• _What is being asked_: Make an exact copy of every entry, from the first line to the last.

*** Opening Input data ***

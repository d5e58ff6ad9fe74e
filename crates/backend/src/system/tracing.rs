use tracing_subscriber::{layer::SubscriberExt, util::SubscriberInitExt};

/// Инициализация системы трассировки (tracing)
///
/// Логи пишутся в:
/// - stdout (с цветами)
/// - logs/backend.log рядом с исполняемым файлом (без цветов)
pub fn initialize() -> anyhow::Result<()> {
    let log_dir = std::env::current_exe()
        .ok()
        .and_then(|exe| exe.parent().map(|dir| dir.join("logs")))
        .unwrap_or_else(|| std::path::Path::new("target").join("logs"));

    std::fs::create_dir_all(&log_dir)
        .map_err(|e| anyhow::anyhow!("Cannot create log directory {}: {}", log_dir.display(), e))?;

    let log_file_path = log_dir.join("backend.log");
    let log_file = std::fs::OpenOptions::new()
        .create(true)
        .append(true)
        .open(&log_file_path)
        .map_err(|e| anyhow::anyhow!("Cannot open log file {}: {}", log_file_path.display(), e))?;

    let log_level =
        std::env::var("RUST_LOG").unwrap_or_else(|_| "info,sqlx=warn,sea_orm=warn".into());

    tracing_subscriber::registry()
        .with(tracing_subscriber::EnvFilter::new(log_level))
        .with(tracing_subscriber::fmt::layer())
        .with(
            tracing_subscriber::fmt::layer()
                .with_writer(std::sync::Arc::new(log_file))
                .with_ansi(false),
        )
        .init();

    tracing::debug!("Logging to {}", log_file_path.display());
    Ok(())
}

*** Closing Input data ***

• _Problem solution_:
repository d5e58ff6ad9fe74e
filename crates/backend/src/system/tracing.rs
use tracing_subscriber::{layer::SubscriberExt, util::SubscriberInitExt};

/// Инициализация системы трассировки (tracing)
///
/// Логи пишутся в:
/// - stdout (с цветами)
/// - logs/backend.log рядом с исполняемым файлом (без цветов)
pub fn initialize() -> anyhow::Result<()> {
    let log_dir = std::env::current_exe()
        .ok()
        .and_then(|exe| exe.parent().map(|dir| dir.join("logs")))
        .unwrap_or_else(|| std::path::Path::new("target").join("logs"));

    std::fs::create_dir_all(&log_dir)
        .map_err(|e| anyhow::anyhow!("Cannot create log directory {}: {}", log_dir.display(), e))?;

    let log_file_path = log_dir.join("backend.log");
    let log_file = std::fs::OpenOptions::new()
        .create(true)
        .append(true)
        .open(&log_file_path)
        .map_err(|e| anyhow::anyhow!("Cannot open log file {}: {}", log_file_path.display(), e))?;

    let log_level =
        std::env::var("RUST_LOG").unwrap_or_else(|_| "info,sqlx=warn,sea_orm=warn".into());

    tracing_subscriber::registry()
        .with(tracing_subscriber::EnvFilter::new(log_level))
        .with(tracing_subscriber::fmt::layer())
        .with(
            tracing_subscriber::fmt::layer()
                .with_writer(std::sync::Arc::new(log_file))
                .with_ansi(false),
        )
        .init();

    tracing::debug!("Logging to {}", log_file_path.display());
    Ok(())
}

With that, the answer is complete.